- [The task]:
Gather every line of the entries that includes the word "chars".

** Material provided follows **

//! Bounded-polling waiters that synchronize integration tests with the
//! asynchronous state transitions of control-plane resources (images,
//! volumes, network interface attachments).

pub mod client;
pub mod config;
pub mod waiters;

#[cfg(any(test, feature = "test-harness"))]
pub mod test_harness;

// Polling budget defaults, in seconds
pub const DEFAULT_BUILD_TIMEOUT_SECS: u64 = 300;
pub const DEFAULT_BUILD_INTERVAL_SECS: u64 = 1;
use std::path::Path;

use clap::Parser;
use log::debug;
use term_life::{
    Dimensions, Grid, Result,
    app::{App, Outcome},
    config::Config,
    load::{fit_pattern, read_pattern},
    render::{Colorizer, Glyphs, render},
};

mod args;
use args::Cli;

fn main() {
    if let Err(e) = run() {
        eprintln!("Error: {e}");
        std::process::exit(1);
    }
}

fn run() -> Result<()> {
    let cli = Cli::parse();
    init_logging(cli.verbose);
    let config = cli.config();
    debug!("{config:?}");

    match (&cli.canvas_only, &cli.file) {
        (Some(dims), _) => print_empty_canvas(dims),
        (None, Some(path)) => animate(path, config),
        // clap requires one of the two
        (None, None) => Ok(()),
    }
}

fn init_logging(verbose: bool) {
    let level = if verbose { "debug" } else { "warn" };
    env_logger::Builder::from_env(env_logger::Env::default().default_filter_or(level)).init();
}

fn print_empty_canvas(dims: &str) -> Result<()> {
    let dims: Dimensions = dims.parse()?;
    let canvas = Grid::empty(dims);
    print!("{}", render(&canvas, &Glyphs::pattern(), Colorizer::None));
    Ok(())
}

fn animate(path: &Path, config: Config) -> Result<()> {
    let pattern = read_pattern(path)?;
    let (cols, rows) = crossterm::terminal::size()?;
    let terminal = Dimensions::new(rows.into(), cols.into());
    let grid = fit_pattern(&pattern, terminal, &config.glyphs)?;

    let mut app = App::new(config, grid);
    if app.run()? == Outcome::Stable {
        // Leave the settled pattern on the normal screen.
        print!("{}", app.view());
    }
    Ok(())
}
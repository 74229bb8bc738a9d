use std::{path::PathBuf, time::Duration};

use clap::Parser;
use term_life::{config::Config, render::Glyphs};

#[derive(Parser, Debug)]
#[command(name = "term-life")]
#[command(about = "Animate Conway's Game of Life in the terminal", long_about = None)]
pub struct Cli {
    /// Pattern file: rows of 1 (alive) and 0 (dead)
    #[arg(required_unless_present = "canvas_only")]
    pub file: Option<PathBuf>,

    /// Filled cell character
    #[arg(long, default_value = "■")]
    pub filled: String,

    /// Empty cell character
    #[arg(long, default_value = " ")]
    pub empty: String,

    /// Printed after every cell
    #[arg(long, default_value = "")]
    pub line_space: String,

    /// Print an empty M,N canvas and exit
    #[arg(long, value_name = "M,N")]
    pub canvas_only: Option<String>,

    /// Refresh interval in milliseconds
    #[arg(long, value_name = "MS", default_value_t = term_life::config::DEFAULT_REFRESH_MS)]
    pub freq: u64,

    /// Disable colors
    #[arg(long)]
    pub no_color: bool,

    /// Verbose output
    #[arg(short, long)]
    pub verbose: bool,
}

impl Cli {
    pub fn config(&self) -> Config {
        Config {
            glyphs: Glyphs {
                filled: self.filled.clone(),
                empty: self.empty.clone(),
                line_space: self.line_space.clone(),
            },
            refresh: Duration::from_millis(self.freq),
            color: !self.no_color,
        }
    }
}
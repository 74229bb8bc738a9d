use crate::grid::Grid;

/// What a call to [`Life::tick`] did.
#[derive(Clone, Copy, Debug, PartialEq, Eq)]
pub enum Tick {
    /// Stepped to a new, different generation.
    Advanced,
    /// Stepped, and the new generation equals the previous one.
    Stable,
    /// Already stable; nothing left to do.
    Done,
}

/// A running simulation: the current generation plus whether it has reached
/// a fixed point.
#[derive(Clone, Debug)]
pub struct Life {
    grid: Grid,
    generation: u64,
    stable: bool,
}

impl Life {
    pub fn new(grid: Grid) -> Self {
        Self {
            grid,
            generation: 0,
            stable: false,
        }
    }

    pub fn grid(&self) -> &Grid {
        &self.grid
    }

    pub fn generation(&self) -> u64 {
        self.generation
    }

    pub fn is_stable(&self) -> bool {
        self.stable
    }

    pub fn population(&self) -> usize {
        self.grid.population()
    }

    pub fn tick(&mut self) -> Tick {
        if self.stable {
            return Tick::Done;
        }
        let next = self.grid.step();
        self.stable = next == self.grid;
        self.grid = next;
        self.generation += 1;
        if self.stable {
            Tick::Stable
        } else {
            Tick::Advanced
        }
    }
}
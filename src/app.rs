use std::{
    io::{self, Write},
    time::Instant,
};

use crossterm::{
    cursor::{Hide, MoveTo, Show},
    event::{self, Event, KeyCode, KeyEvent, KeyEventKind, KeyModifiers},
    execute, queue,
    style::Print,
    terminal::{
        Clear, ClearType, EnterAlternateScreen, LeaveAlternateScreen, disable_raw_mode,
        enable_raw_mode,
    },
};
use log::{debug, info};

use crate::{
    config::Config,
    error::Result,
    grid::Grid,
    life::{Life, Tick},
    render::render,
};

pub const QUIT_HINT: &str = "press q to quit";
pub const STABLE_BANNER: &str = "REACHED STABILITY!!";

/// How the animation ended.
#[derive(Clone, Copy, Debug, PartialEq, Eq)]
pub enum Outcome {
    Quit,
    Stable,
}

pub struct App {
    config: Config,
    life: Life,
}

impl App {
    pub fn new(config: Config, grid: Grid) -> Self {
        Self {
            config,
            life: Life::new(grid),
        }
    }

    pub fn life(&self) -> &Life {
        &self.life
    }

    /// The full frame: padding, the canvas, then a footer.
    pub fn view(&self) -> String {
        let stable = self.life.is_stable();
        let canvas = render(
            self.life.grid(),
            &self.config.glyphs,
            self.config.palette(stable),
        );
        let footer = if stable {
            STABLE_BANNER.to_string()
        } else {
            format!("generation {} · {QUIT_HINT}", self.life.generation())
        };
        format!("\n\n{canvas}\n\n{footer}\n\n")
    }

    /// Advances one generation. Returns the outcome once the loop should end.
    pub fn on_tick(&mut self) -> Option<Outcome> {
        match self.life.tick() {
            Tick::Advanced => None,
            Tick::Stable => {
                info!(
                    "stable after {} generations, population {}",
                    self.life.generation(),
                    self.life.population()
                );
                None
            }
            Tick::Done => Some(Outcome::Stable),
        }
    }

    /// Takes over the terminal and animates until stability or a quit key.
    /// The terminal is restored however the loop ends.
    pub fn run(&mut self) -> Result<Outcome> {
        let mut stdout = io::stdout();
        let _guard = TerminalGuard::enter(&mut stdout)?;
        self.event_loop(&mut stdout)
    }

    fn event_loop(&mut self, out: &mut impl Write) -> Result<Outcome> {
        let mut last_tick = Instant::now();
        self.draw(out)?;
        loop {
            let timeout = self.config.refresh.saturating_sub(last_tick.elapsed());
            if event::poll(timeout)? {
                match event::read()? {
                    Event::Key(key) if is_quit(&key) => {
                        info!("quit at generation {}", self.life.generation());
                        return Ok(Outcome::Quit);
                    }
                    Event::Resize(cols, rows) => {
                        debug!("terminal resized to {rows}x{cols}");
                        self.draw(out)?;
                    }
                    _ => (),
                }
            }
            if last_tick.elapsed() >= self.config.refresh {
                last_tick = Instant::now();
                if let Some(outcome) = self.on_tick() {
                    return Ok(outcome);
                }
                self.draw(out)?;
            }
        }
    }

    fn draw(&self, out: &mut impl Write) -> Result<()> {
        // Raw mode does not return the carriage on '\n', so position each line.
        for (y, line) in self.view().lines().enumerate() {
            let y = u16::try_from(y).unwrap_or(u16::MAX);
            queue!(out, MoveTo(0, y), Print(line), Clear(ClearType::UntilNewLine))?;
        }
        queue!(out, Clear(ClearType::FromCursorDown))?;
        out.flush()?;
        Ok(())
    }
}

pub fn is_quit(key: &KeyEvent) -> bool {
    if key.kind != KeyEventKind::Press {
        return false;
    }
    match key.code {
        KeyCode::Char('q') | KeyCode::Esc => true,
        KeyCode::Char('c') => key.modifiers.contains(KeyModifiers::CONTROL),
        _ => false,
    }
}

struct TerminalGuard;

impl TerminalGuard {
    fn enter(out: &mut impl Write) -> Result<Self> {
        enable_raw_mode()?;
        let guard = Self;
        execute!(out, EnterAlternateScreen, Hide)?;
        Ok(guard)
    }
}

impl Drop for TerminalGuard {
    fn drop(&mut self) {
        let _ = execute!(io::stdout(), Show, LeaveAlternateScreen);
        let _ = disable_raw_mode();
    }
}
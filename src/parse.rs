use std::str::FromStr;

use crate::{
    error::{LifeError, Result},
    grid::Grid,
};

impl Grid {
    /// Reads a pattern from raw bytes, as found in a pattern file.
    ///
    /// A byte that is not valid UTF-8 is reported as an invalid character at
    /// its position, the same as any other byte outside the pattern alphabet.
    pub fn from_bytes(bytes: &[u8]) -> Result<Self> {
        match std::str::from_utf8(bytes) {
            Ok(s) => s.parse(),
            Err(e) => {
                let valid = &bytes[..e.valid_up_to()];
                // Everything before `valid_up_to` is valid UTF-8.
                let prefix = std::str::from_utf8(valid).unwrap_or_default();
                prefix.parse::<Grid>()?;
                let (line, column) = position_after(prefix);
                Err(LifeError::InvalidCharacter {
                    ch: char::from(bytes[e.valid_up_to()]),
                    line,
                    column: column + 1,
                })
            }
        }
    }
}

/// Line and column (1-based line, column of the last char) at the end of `s`.
fn position_after(s: &str) -> (usize, usize) {
    let line = 1 + s.matches('\n').count();
    let column = s.rsplit('\n').next().map_or(0, |last| last.chars().count());
    (line, column)
}

impl FromStr for Grid {
    type Err = LifeError;

    /// Reads a pattern: `1` alive, `0` dead, one row per line.
    ///
    /// Surrounding whitespace is trimmed and spaces are dropped wherever they
    /// appear, so they never become cells. Rows are taken as written; a ragged
    /// pattern parses fine and is only caught by [`Grid::check_rectangular`].
    fn from_str(s: &str) -> Result<Self> {
        let mut rows = vec![];
        let mut row = vec![];
        let body = s.trim_start();
        let (mut line, mut column) = position_after(&s[..s.len() - body.len()]);
        for c in body.trim_end().chars() {
            column += 1;
            match c {
                '1' => row.push(true),
                '0' => row.push(false),
                ' ' => (),
                '\n' => {
                    rows.push(std::mem::take(&mut row));
                    (line, column) = (line + 1, 0);
                }
                ch => return Err(LifeError::InvalidCharacter { ch, line, column }),
            }
        }
        if !row.is_empty() {
            rows.push(row);
        }
        Ok(rows.into())
    }
}

#[cfg(test)]
mod tests {
    use super::*;

    #[test]
    fn test_parse() {
        let g: Grid = "010\n111\n000".parse().unwrap();
        assert_eq!(
            g.rows(),
            [
                vec![false, true, false],
                vec![true, true, true],
                vec![false, false, false]
            ]
        );
    }

    #[test]
    fn test_surrounding_whitespace() {
        let g: Grid = "\n\n  01\n10\n\n\n".parse().unwrap();
        assert_eq!(g.to_string(), "01\n10");
    }

    #[test]
    fn test_spaces_are_filler() {
        let g: Grid = "0 1 0\n 1 1 1 ".parse().unwrap();
        assert_eq!(g.to_string(), "010\n111");
    }

    #[test]
    fn test_interior_blank_line_is_empty_row() {
        let g: Grid = "11\n\n11".parse().unwrap();
        assert_eq!(g.rows().len(), 3);
        assert!(g.rows()[1].is_empty());
        assert!(g.check_rectangular().is_err());
    }

    #[test]
    fn test_ragged_rows_pass_through() {
        let g: Grid = "1\n101\n10".parse().unwrap();
        let lens: Vec<_> = g.rows().iter().map(Vec::len).collect();
        assert_eq!(lens, [1, 3, 2]);
    }

    #[test]
    fn test_empty_input() {
        assert!("".parse::<Grid>().unwrap().is_empty());
        assert!(" \n \n".parse::<Grid>().unwrap().is_empty());
    }

    #[test]
    fn test_invalid_character_counts_leading_lines() {
        let err = "\n\n  01\n0?".parse::<Grid>().unwrap_err();
        assert!(matches!(
            err,
            LifeError::InvalidCharacter {
                ch: '?',
                line: 4,
                column: 2
            }
        ));
    }

    #[test]
    fn test_from_bytes() {
        let g = Grid::from_bytes(b"01\n10\n").unwrap();
        assert_eq!(g.to_string(), "01\n10");
    }

    #[test]
    fn test_from_bytes_not_utf8() {
        let err = Grid::from_bytes(&[b'0', b'1', b'\n', b'0', 0xff, b'1']).unwrap_err();
        assert!(matches!(
            err,
            LifeError::InvalidCharacter {
                ch: '\u{ff}',
                line: 2,
                column: 2
            }
        ));
    }

    #[test]
    fn test_from_bytes_reports_earlier_character_first() {
        let err = Grid::from_bytes(&[b'x', b'0', 0xff]).unwrap_err();
        assert!(matches!(
            err,
            LifeError::InvalidCharacter {
                ch: 'x',
                line: 1,
                column: 1
            }
        ));
    }

    #[test]
    fn test_invalid_character() {
        let err = "010\n0x0".parse::<Grid>().unwrap_err();
        assert!(matches!(
            err,
            LifeError::InvalidCharacter {
                ch: 'x',
                line: 2,
                column: 2
            }
        ));
        for bad in ["2", "o", "01\t1", "01\r\n10", "."] {
            assert!(
                matches!(bad.parse::<Grid>(), Err(LifeError::InvalidCharacter { .. })),
                "{bad:?} should be rejected"
            );
        }
    }
}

** End of Material provided **

- [Expected output]:
    let column = s.rsplit('\n').next().map_or(0, |last| last.chars().count());
        for c in body.trim_end().chars() {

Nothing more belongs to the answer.